Chemrez approves P119-million cash dividends
MANILA, Philippines – Chemrez Technologies Inc., the country’s top biodiesel, resins and oleochemicals producer, has approved the grant of cash dividends worth about P119 million.
In a disclosure to the Philippine Stock Exchange yesterday, ChemrezTech said it will give out a regular cash dividend of six centavos per share and a special cash dividend of three centavos per share to stockholders.
The cash dividend package is equivalent to 32 percent of the company’s net income of P372 million in 2008. All stockholders of record as of July 6, 2009 are entitled to receive the cash dividends, payable on July 30.
“This is the company’s way of sharing the profits from its operations with its shareholders. While we do not have a set dividend policy, ChemrezTech will endeavor to pay dividends whenever it is making money,” ChemrezTech chief finance officer Alvin Lao said.
ChemrezTech has consistently been declaring cash and stock dividends since 2001. Last year, its dividend payout ratio amounted to 33 percent based on the P0.275 weighted earnings per share.

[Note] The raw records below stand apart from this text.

//! Build per-day free schedules for a single participant.
//!
//! Busy intervals arrive as absolute date-times and may run across midnight.
//! Each one is cut at day boundaries, clamped to the working-hours window, and
//! subtracted from that day's window. Free intervals too short to host the
//! meeting are dropped.

use std::collections::{BTreeMap, BTreeSet, HashMap};

use chrono::{NaiveDate, NaiveDateTime};
use serde::{Deserialize, Serialize};
use tracing::trace;

use crate::config::EngineConfig;
use crate::error::{EngineError, Result};
use crate::interval::{ceil_minute, clamp_to_window, floor_minute, subtract, TimeInterval};

/// An existing commitment for one participant. May span several days.
#[derive(Debug, Clone, Copy, PartialEq, Eq, Serialize, Deserialize)]
pub struct BusyInterval {
    pub start: NaiveDateTime,
    pub end: NaiveDateTime,
}

impl BusyInterval {
    pub fn new(start: NaiveDateTime, end: NaiveDateTime) -> Self {
        Self { start, end }
    }

    /// Whether any part of this interval falls on `day`.
    ///
    /// An inverted interval touches every date between its two endpoints, so it
    /// still reaches [`build_schedule`] and is rejected there.
    pub fn touches(&self, day: NaiveDate) -> bool {
        let (first, last) = if self.start <= self.end {
            (self.start.date(), self.end.date())
        } else {
            (self.end.date(), self.start.date())
        };
        first <= day && day <= last
    }
}

/// Supplies a participant's busy intervals for a set of days.
///
/// The engine never fetches anything itself; implementations hand over data that
/// is already materialized. Returned intervals may overlap and may extend past
/// the requested days.
pub trait BusySource {
    fn busy_intervals(&self, participant: &str, days: &[NaiveDate]) -> Vec<BusyInterval>;
}

impl BusySource for HashMap<String, Vec<BusyInterval>> {
    fn busy_intervals(&self, participant: &str, days: &[NaiveDate]) -> Vec<BusyInterval> {
        self.get(participant)
            .map(|intervals| {
                intervals
                    .iter()
                    .filter(|b| days.iter().any(|d| b.touches(*d)))
                    .copied()
                    .collect()
            })
            .unwrap_or_default()
    }
}

/// One participant's free time on each of their selected days.
#[derive(Debug, Clone, PartialEq, Serialize)]
pub struct ParticipantSchedule {
    pub participant: String,
    pub selected_days: BTreeSet<NaiveDate>,
    /// Free intervals per selected day, sorted and disjoint, each at least the
    /// required duration long. A selected day with no usable time maps to an
    /// empty list; days that were not selected are absent.
    pub availability: BTreeMap<NaiveDate, Vec<TimeInterval>>,
}

impl ParticipantSchedule {
    pub fn selects(&self, day: NaiveDate) -> bool {
        self.selected_days.contains(&day)
    }

    /// Free intervals on `day`, or `None` if the day was not selected.
    pub fn free_on(&self, day: NaiveDate) -> Option<&[TimeInterval]> {
        self.availability.get(&day).map(Vec::as_slice)
    }
}

/// Build a [`ParticipantSchedule`] from the participant's busy intervals.
///
/// `days` is deduplicated and becomes the schedule's domain. Busy time on days
/// outside it is ignored.
///
/// # Errors
/// Returns `EngineError::InvalidDuration` if `required_duration_minutes <= 0`,
/// `EngineError::InvalidBusyInterval` if the source yields an interval that
/// ends before it starts, and any error from [`EngineConfig::validate`].
pub fn build_schedule<S>(
    config: &EngineConfig,
    participant: &str,
    days: &[NaiveDate],
    required_duration_minutes: i64,
    source: &S,
) -> Result<ParticipantSchedule>
where
    S: BusySource + ?Sized,
{
    config.validate()?;
    if required_duration_minutes <= 0 {
        return Err(EngineError::InvalidDuration(required_duration_minutes));
    }

    let window = config.working_hours;
    let selected_days: BTreeSet<NaiveDate> = days.iter().copied().collect();
    let domain: Vec<NaiveDate> = selected_days.iter().copied().collect();

    let mut busy_by_day: BTreeMap<NaiveDate, Vec<TimeInterval>> = BTreeMap::new();
    for busy in source.busy_intervals(participant, &domain) {
        if busy.end < busy.start {
            return Err(EngineError::InvalidBusyInterval {
                participant: participant.to_string(),
                start: busy.start,
                end: busy.end,
            });
        }
        for (day, piece) in split_by_day(&busy, window, &selected_days) {
            busy_by_day.entry(day).or_default().push(piece);
        }
    }

    let availability: BTreeMap<NaiveDate, Vec<TimeInterval>> = selected_days
        .iter()
        .map(|day| {
            let busy = busy_by_day.get(day).map(Vec::as_slice).unwrap_or(&[]);
            let free: Vec<TimeInterval> = subtract(window, busy)
                .into_iter()
                .filter(|f| f.duration_minutes() >= required_duration_minutes)
                .collect();
            trace!(participant, %day, busy = busy.len(), free = free.len(), "built day schedule");
            (*day, free)
        })
        .collect();

    Ok(ParticipantSchedule {
        participant: participant.to_string(),
        selected_days,
        availability,
    })
}

/// Cut a busy interval into per-day pieces clamped to the working window.
///
/// The first day runs from the busy start, the last day up to the busy end, and
/// any day in between is blocked for the whole window. Only days in `domain`
/// produce pieces. Partial minutes widen outward.
fn split_by_day(
    busy: &BusyInterval,
    window: TimeInterval,
    domain: &BTreeSet<NaiveDate>,
) -> Vec<(NaiveDate, TimeInterval)> {
    let first = busy.start.date();
    let last = busy.end.date();

    domain
        .range(first..=last)
        .filter_map(|&day| {
            let start = if day == first { busy.start.time() } else { window.start };
            let end = if day == last { busy.end.time() } else { window.end };
            clamp_to_window(TimeInterval::new(start, end), window).map(|piece| {
                (
                    day,
                    TimeInterval::new(floor_minute(piece.start), ceil_minute(piece.end)),
                )
            })
        })
        .collect()
}
//! Tests for half-open interval arithmetic: subtract, clamp, merge.

use chrono::NaiveTime;
use meeting_engine::interval::{clamp_to_window, merge, subtract, TimeInterval};

/// Helper to build a time of day.
fn t(h: u32, m: u32) -> NaiveTime {
    NaiveTime::from_hms_opt(h, m, 0).unwrap()
}

/// Helper to build an interval from hour/minute pairs.
fn iv(sh: u32, sm: u32, eh: u32, em: u32) -> TimeInterval {
    TimeInterval::new(t(sh, sm), t(eh, em))
}

fn working_day() -> TimeInterval {
    iv(9, 0, 18, 0)
}

// ── subtract ────────────────────────────────────────────────────────────────

#[test]
fn busy_in_the_middle_leaves_two_pieces() {
    let free = subtract(working_day(), &[iv(12, 0, 13, 0)]);

    assert_eq!(free, vec![iv(9, 0, 12, 0), iv(13, 0, 18, 0)]);
}

#[test]
fn busy_touching_window_start_leaves_one_piece() {
    let free = subtract(working_day(), &[iv(9, 0, 10, 0)]);

    assert_eq!(free, vec![iv(10, 0, 18, 0)]);
}

#[test]
fn busy_touching_window_end_leaves_one_piece() {
    let free = subtract(working_day(), &[iv(17, 0, 18, 0)]);

    assert_eq!(free, vec![iv(9, 0, 17, 0)]);
}

#[test]
fn busy_covering_window_leaves_nothing() {
    assert!(subtract(working_day(), &[working_day()]).is_empty());
}

#[test]
fn no_busy_returns_window_unchanged() {
    assert_eq!(subtract(working_day(), &[]), vec![working_day()]);
}

#[test]
fn unsorted_overlapping_busy_merges_implicitly() {
    // 10:00-11:30 and 11:00-12:00 overlap, 13:00-14:00 arrives first.
    let busy = vec![iv(13, 0, 14, 0), iv(10, 0, 11, 30), iv(11, 0, 12, 0)];

    let free = subtract(working_day(), &busy);

    assert_eq!(
        free,
        vec![iv(9, 0, 10, 0), iv(12, 0, 13, 0), iv(14, 0, 18, 0)]
    );
}

#[test]
fn nested_busy_does_not_move_cursor_back() {
    let busy = vec![iv(10, 0, 15, 0), iv(11, 0, 12, 0)];

    let free = subtract(working_day(), &busy);

    assert_eq!(free, vec![iv(9, 0, 10, 0), iv(15, 0, 18, 0)]);
}

#[test]
fn degenerate_busy_is_skipped() {
    // Zero-length and inverted intervals block nothing.
    let busy = vec![iv(11, 0, 11, 0), iv(14, 0, 13, 0)];

    assert_eq!(subtract(working_day(), &busy), vec![working_day()]);
}

#[test]
fn adjacent_busy_leaves_no_zero_length_gap() {
    let busy = vec![iv(10, 0, 11, 0), iv(11, 0, 12, 0)];

    let free = subtract(working_day(), &busy);

    assert_eq!(free, vec![iv(9, 0, 10, 0), iv(12, 0, 18, 0)]);
}

// ── clamp_to_window ─────────────────────────────────────────────────────────

#[test]
fn clamp_inside_is_unchanged() {
    assert_eq!(
        clamp_to_window(iv(10, 0, 11, 0), working_day()),
        Some(iv(10, 0, 11, 0))
    );
}

#[test]
fn clamp_trims_overhang_on_both_sides() {
    assert_eq!(
        clamp_to_window(iv(7, 0, 20, 0), working_day()),
        Some(working_day())
    );
    assert_eq!(
        clamp_to_window(iv(8, 0, 9, 30), working_day()),
        Some(iv(9, 0, 9, 30))
    );
}

#[test]
fn clamp_disjoint_is_none() {
    assert_eq!(clamp_to_window(iv(19, 0, 20, 0), working_day()), None);
    // Touching the window edge is still disjoint for half-open intervals.
    assert_eq!(clamp_to_window(iv(8, 0, 9, 0), working_day()), None);
}

// ── merge ───────────────────────────────────────────────────────────────────

#[test]
fn merge_joins_overlapping_and_adjacent() {
    let merged = merge(&[
        iv(13, 0, 14, 0),
        iv(9, 0, 10, 0),
        iv(9, 30, 11, 0),
        iv(11, 0, 11, 30),
    ]);

    assert_eq!(merged, vec![iv(9, 0, 11, 30), iv(13, 0, 14, 0)]);
}

#[test]
fn merge_drops_empty_intervals() {
    assert!(merge(&[iv(10, 0, 10, 0)]).is_empty());
}

// ── TimeInterval ────────────────────────────────────────────────────────────

#[test]
fn duration_in_whole_minutes() {
    assert_eq!(working_day().duration_minutes(), 540);
    assert_eq!(iv(10, 0, 9, 0).duration_minutes(), 0);
}

#[test]
fn contains_is_half_open() {
    let interval = iv(10, 0, 11, 0);
    assert!(interval.contains(t(10, 0)));
    assert!(interval.contains(t(10, 59)));
    assert!(!interval.contains(t(11, 0)));
}
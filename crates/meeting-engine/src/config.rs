//! Engine configuration: working hours, enumeration granularity, timezone.
//!
//! The working-hours window is passed into every computation rather than baked
//! in, so one process can serve callers with different policies. Configs load
//! from TOML:
//!
//! ```toml
//! granularity_minutes = 15
//! timezone = "Europe/Berlin"
//!
//! [working_hours]
//! start = "08:30"
//! end = "17:00"
//! ```

use std::path::Path;

use chrono::NaiveTime;
use chrono_tz::Tz;
use serde::{Deserialize, Deserializer, Serialize};

use crate::error::{EngineError, Result};
use crate::interval::{is_whole_minute, TimeInterval};

/// Parameters shared by every availability computation.
#[derive(Debug, Clone, PartialEq, Serialize, Deserialize)]
#[serde(default)]
pub struct EngineConfig {
    /// Daily window considered eligible for scheduling, applied to every
    /// participant and every day.
    pub working_hours: TimeInterval,
    /// Spacing of candidate start moments, aligned to the window start.
    pub granularity_minutes: u32,
    /// IANA timezone that offset-qualified input datetimes are converted into.
    /// Naive datetimes are always taken as wall time.
    pub timezone: Option<String>,
}

impl Default for EngineConfig {
    fn default() -> Self {
        Self {
            working_hours: TimeInterval::new(
                NaiveTime::from_hms_opt(9, 0, 0).unwrap_or(NaiveTime::MIN),
                NaiveTime::from_hms_opt(18, 0, 0).unwrap_or(NaiveTime::MIN),
            ),
            granularity_minutes: 1,
            timezone: None,
        }
    }
}

impl EngineConfig {
    /// Load configuration from a TOML file.
    pub fn from_file(path: impl AsRef<Path>) -> Result<Self> {
        let path = path.as_ref();
        let content = std::fs::read_to_string(path)
            .map_err(|e| EngineError::Config(format!("{}: {}", path.display(), e)))?;
        Self::from_toml_str(&content)
    }

    /// Parse configuration from a TOML string. Missing keys take defaults.
    pub fn from_toml_str(content: &str) -> Result<Self> {
        let config: EngineConfig =
            toml::from_str(content).map_err(|e| EngineError::Config(e.to_string()))?;
        config.validate()?;
        Ok(config)
    }

    pub fn with_working_hours(mut self, start: NaiveTime, end: NaiveTime) -> Self {
        self.working_hours = TimeInterval::new(start, end);
        self
    }

    pub fn with_granularity(mut self, minutes: u32) -> Self {
        self.granularity_minutes = minutes;
        self
    }

    pub fn with_timezone(mut self, timezone: impl Into<String>) -> Self {
        self.timezone = Some(timezone.into());
        self
    }

    /// Check the window, granularity and timezone.
    ///
    /// # Errors
    /// Returns `EngineError::InvalidWorkingHours` when the window is empty or its
    /// bounds are not whole minutes, `EngineError::InvalidGranularity` when the
    /// granularity is zero, and `EngineError::InvalidTimezone` for an unknown
    /// IANA name.
    pub fn validate(&self) -> Result<()> {
        let window = self.working_hours;
        if window.start >= window.end
            || !is_whole_minute(window.start)
            || !is_whole_minute(window.end)
        {
            return Err(EngineError::InvalidWorkingHours {
                start: window.start,
                end: window.end,
            });
        }
        if self.granularity_minutes == 0 {
            return Err(EngineError::InvalidGranularity);
        }
        self.tz()?;
        Ok(())
    }

    /// The configured timezone, parsed.
    pub fn tz(&self) -> Result<Option<Tz>> {
        self.timezone
            .as_deref()
            .map(|name| {
                name.parse::<Tz>()
                    .map_err(|_| EngineError::InvalidTimezone(name.to_string()))
            })
            .transpose()
    }
}

/// Parse a wall-clock time written as `HH:MM` or `HH:MM:SS`.
pub fn parse_time_of_day(s: &str) -> Result<NaiveTime> {
    NaiveTime::parse_from_str(s, "%H:%M")
        .or_else(|_| NaiveTime::parse_from_str(s, "%H:%M:%S"))
        .map_err(|_| EngineError::InvalidTime(s.to_string()))
}

pub(crate) fn deserialize_time<'de, D>(deserializer: D) -> std::result::Result<NaiveTime, D::Error>
where
    D: Deserializer<'de>,
{
    let raw = String::deserialize(deserializer)?;
    parse_time_of_day(&raw).map_err(serde::de::Error::custom)
}
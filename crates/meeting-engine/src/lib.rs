//! # meeting-engine
//!
//! Find the meeting times that the most participants can attend.
//!
//! Each participant brings the candidate days they picked and their existing
//! commitments. The engine subtracts those commitments from a working-hours
//! window, sweeps the resulting free intervals day by day, and reports for every
//! day the highest attendance and the start times (or contiguous ranges of start
//! times) that achieve it. Every call is a pure function of its inputs.
//!
//! ## Modules
//!
//! - [`interval`] — Half-open time-of-day arithmetic (subtract, clamp, merge)
//! - [`schedule`] — Busy intervals → per-day free schedule for one participant
//! - [`sweep`] — Sweep line counting participants per candidate start moment
//! - [`selector`] — Best moments and contiguous best intervals for a day
//! - [`engine`] — `compute_availability` entry point
//! - [`config`] — Working hours, granularity and timezone
//! - [`request`] — JSON request shapes for CLI and WASM callers
//! - [`error`] — Error types

pub mod config;
pub mod engine;
pub mod error;
pub mod interval;
pub mod request;
pub mod schedule;
pub mod selector;
pub mod sweep;

pub use config::EngineConfig;
pub use engine::{build_schedules, compute_availability, AvailabilityResult, ParticipantSelection};
pub use error::EngineError;
pub use interval::{clamp_to_window, merge, subtract, TimeInterval};
pub use request::AvailabilityRequest;
pub use schedule::{build_schedule, BusyInterval, BusySource, ParticipantSchedule};
pub use selector::{BestInterval, BestTimes, DayAvailability, OutputMode};
pub use sweep::{sweep_day, DayCounts};
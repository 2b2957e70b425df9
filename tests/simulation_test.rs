use std::process::{Command, Output};

fn run_binary(args: &[&str]) -> Output {
    Command::new(env!("CARGO_BIN_EXE_traffic_jam"))
        .args(args)
        .env("RUST_LOG", "warn,traffic_jam=info")
        .output()
        .expect("Failed to execute simulation")
}

/// Test that the simulation runs headless without crashing
#[test]
fn test_headless_simulation_runs() {
    let output = run_binary(&["--steps", "50", "--display", "none"]);

    assert!(
        output.status.success(),
        "Simulation failed to run. stderr: {}",
        String::from_utf8_lossy(&output.stderr)
    );

    let stderr = String::from_utf8_lossy(&output.stderr);
    assert!(
        stderr.contains("SIMULATION COMPLETE"),
        "Simulation did not complete properly. stderr: {}",
        stderr
    );
}

/// Test that run statistics are logged
#[test]
fn test_simulation_statistics_logged() {
    let output = run_binary(&["--preset", "d91", "--display", "none"]);
    assert!(output.status.success(), "Simulation failed to run");

    let stderr = String::from_utf8_lossy(&output.stderr);
    for key in [
        "Steps observed:",
        "Mean velocity:",
        "Mean flow:",
        "Peak stopped vehicles:",
        "Largest jam:",
    ] {
        assert!(stderr.contains(key), "Missing '{}' statistic", key);
    }

    let steps_line = stderr
        .lines()
        .find(|line| line.contains("Steps observed:"))
        .expect("Could not find 'Steps observed' line");
    let parts: Vec<&str> = steps_line.split("Steps observed:").collect();
    let observed: u64 = parts
        .get(1)
        .and_then(|s| s.trim().parse().ok())
        .expect("Could not parse observed steps");

    // Initial state plus the 500 steps of the preset
    assert_eq!(observed, 501);
}

/// Test that every step is printed as a strip
#[test]
fn test_strip_frames_printed() {
    let output = run_binary(&["-l", "20", "-n", "5", "--steps", "3", "--display", "strip"]);
    assert!(output.status.success(), "Simulation failed to run");

    let stdout = String::from_utf8_lossy(&output.stdout);
    for step in 0..=3 {
        assert!(
            stdout.contains(&format!("step {}", step)),
            "Missing frame for step {}",
            step
        );
    }
    // Even placement with zero velocities on 20 cells
    assert!(stdout.contains("0...0...0...0...0..."));
}

/// Test that an impossible road is rejected
#[test]
fn test_invalid_configuration_fails() {
    let output = run_binary(&["-l", "10", "-n", "11", "--display", "none"]);
    assert!(!output.status.success());

    let stderr = String::from_utf8_lossy(&output.stderr);
    assert!(
        stderr.contains("Invalid configuration"),
        "Unexpected stderr: {}",
        stderr
    );
}

/// Test that presets start from alternating cells with rolling cars
#[test]
fn test_preset_starts_alternating() {
    let output = run_binary(&["--preset", "d91", "--display", "strip"]);
    assert!(output.status.success(), "Simulation failed to run");

    let stdout = String::from_utf8_lossy(&output.stdout);
    let first_strip = stdout.lines().nth(1).expect("Missing strip for step 0");
    assert_eq!(first_strip.chars().count(), 100);
    for (cell, symbol) in first_strip.chars().enumerate() {
        if cell % 2 == 1 && cell < 70 {
            assert!(matches!(symbol, '1'..='3'), "cell {} is '{}'", cell, symbol);
        } else {
            assert_eq!(symbol, '.', "cell {} should be empty", cell);
        }
    }
}

/// Test that the larger preset runs to completion
#[test]
fn test_second_preset_runs() {
    let output = run_binary(&["--preset", "d77", "--display", "none"]);
    assert!(output.status.success(), "Simulation failed to run");

    let stderr = String::from_utf8_lossy(&output.stderr);
    assert!(stderr.contains("SIMULATION COMPLETE"));
}

/// Test that an alternating start that cannot fit is rejected
#[test]
fn test_alternate_placement_too_crowded_fails() {
    let output = run_binary(&["-l", "10", "-n", "6", "--placement", "alternate"]);
    assert!(!output.status.success());

    let stderr = String::from_utf8_lossy(&output.stderr);
    assert!(
        stderr.contains("alternate placement"),
        "Unexpected stderr: {}",
        stderr
    );
}

/// Test that the scrolling strip only shows the occupied stretch of road
#[test]
fn test_scrolling_frames_cropped() {
    let args = ["-l", "40", "-n", "3", "--placement", "alternate", "--steps", "0"];
    let output = run_binary(&[&args[..], &["--display", "scrolling"]].concat());
    assert!(output.status.success(), "Simulation failed to run");

    let stdout = String::from_utf8_lossy(&output.stdout);
    // Cars on cells 1, 3 and 5, window from cell 0 to cell 7
    assert_eq!(stdout.lines().nth(1), Some(".0.0.0.."));
}
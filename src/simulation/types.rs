//! Core types for the ring-road simulation
//!
//! Plain data shared by the road, the update rule and every collaborator.

use super::error::SimError;

/// A stable identifier for a vehicle, assigned once at initialization
#[derive(Debug, Clone, Copy, PartialEq, Eq, Hash, PartialOrd, Ord)]
pub struct VehicleId(pub usize);

/// A vehicle on the ring
#[derive(Debug, Clone, Copy, PartialEq, Eq)]
pub struct Vehicle {
    pub id: VehicleId,
    /// Cell index, always in `0..length`
    pub position: usize,
    /// Cells moved per step, always in `0..=vmax`
    pub velocity: usize,
}

impl Vehicle {
    pub fn new(id: VehicleId, position: usize, velocity: usize) -> Self {
        Self {
            id,
            position,
            velocity,
        }
    }

    /// The same vehicle after moving `velocity` cells around a ring of `length` cells
    pub fn moved(&self, velocity: usize, length: usize) -> Self {
        Self {
            id: self.id,
            position: (self.position + velocity) % length,
            velocity,
        }
    }
}

/// Fixed configuration of a run
#[derive(Debug, Clone, Copy, PartialEq)]
pub struct Parameters {
    /// Number of cells on the ring (L)
    pub length: usize,
    /// Number of vehicles (n)
    pub vehicle_count: usize,
    /// Velocity ceiling shared by all vehicles
    pub vmax: usize,
    /// Per-vehicle, per-step probability of a random slowdown (p)
    pub brake_probability: f64,
}

impl Parameters {
    /// Build validated parameters
    ///
    /// Rejects an empty road, more vehicles than cells, and a braking
    /// probability outside `[0, 1]` (NaN included).
    pub fn new(
        length: usize,
        vehicle_count: usize,
        vmax: usize,
        brake_probability: f64,
    ) -> Result<Self, SimError> {
        let params = Self {
            length,
            vehicle_count,
            vmax,
            brake_probability,
        };
        params.validate()?;
        Ok(params)
    }

    pub fn validate(&self) -> Result<(), SimError> {
        if self.length == 0 {
            return Err(SimError::InvalidConfiguration(
                "road length must be positive".to_string(),
            ));
        }
        if self.vehicle_count > self.length {
            return Err(SimError::InvalidConfiguration(format!(
                "{} vehicles do not fit on {} cells",
                self.vehicle_count, self.length
            )));
        }
        if !(0.0..=1.0).contains(&self.brake_probability) {
            return Err(SimError::InvalidConfiguration(format!(
                "braking probability {} is outside [0, 1]",
                self.brake_probability
            )));
        }
        Ok(())
    }

    /// Vehicles per cell
    pub fn density(&self) -> f64 {
        self.vehicle_count as f64 / self.length as f64
    }
}

/// Where vehicles start on the ring
#[derive(Debug, Clone, Copy, PartialEq, Eq, Default)]
pub enum Placement {
    /// Vehicle `i` at cell `floor(i * L / n)`
    #[default]
    Even,
    /// `n` distinct cells sampled uniformly
    Random,
    /// Vehicle `i` at cell `2i + 1`, leaving one free cell behind every vehicle
    Alternate,
}

/// How starting velocities are chosen
#[derive(Debug, Clone, Copy, PartialEq, Eq, Default)]
pub enum InitialVelocity {
    /// Every vehicle starts at rest
    #[default]
    Zero,
    /// Uniform in `0..=vmax`, drawn in ascending position order
    Random,
    /// Uniform in `1..=min(3, vmax)`, so every vehicle starts rolling
    Moving,
}

/// Fastest starting velocity under `InitialVelocity::Moving`
pub const MOVING_START_CAP: usize = 3;

/// Initialization policy for a run
#[derive(Debug, Clone, Copy, PartialEq, Eq, Default)]
pub struct InitPolicy {
    pub placement: Placement,
    pub velocity: InitialVelocity,
}

impl InitPolicy {
    pub fn new(placement: Placement, velocity: InitialVelocity) -> Self {
        Self {
            placement,
            velocity,
        }
    }
}
//! Traffic Jam Simulation Library
//!
//! A single-lane ring-road cellular automaton with optional terminal rendering.

pub mod display;
pub mod simulation;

Lao noted that this year’s payout reflects the full year impact of ChemrezTech’s substantial entry into the wholesale biodiesel market after the passage of the Biofuels Act in 2007.
ChemrezTech earlier reported a 37.2-percent jump in net income for the first quarter of 2009 to P131.7 million on account of higher oleochemical and biodiesel sales and improving margins.
The chemicals firm said net profit margin improved to 11.4 percent in the first quarter of 2009 from nine percent in 2008.
With the company’s share buyback, the corresponding adjusted earnings per share for the first three months of 2009 was 10 centavos as against seven centavos for the same period in 2008, representing a 42.9- percent increase.
Consolidated revenues for the first three months of 2009 reached P1.15 billion, up 7.7 percent from P1.07 billion in 2008.
The bulk of revenue growth was in the domestic market, primarily due to the sizable volume contributed by coco-biodiesel sales driven by the step-up in local requirements after the national mandate for biodiesel blend was increased from one percent to two percent last Feb. 6.
However, the gains from the strong volume growth for coco-biodiesel was partially dampened by softer pricing on account of much lower coconut feedstock costs and a more intensely competitive market environment.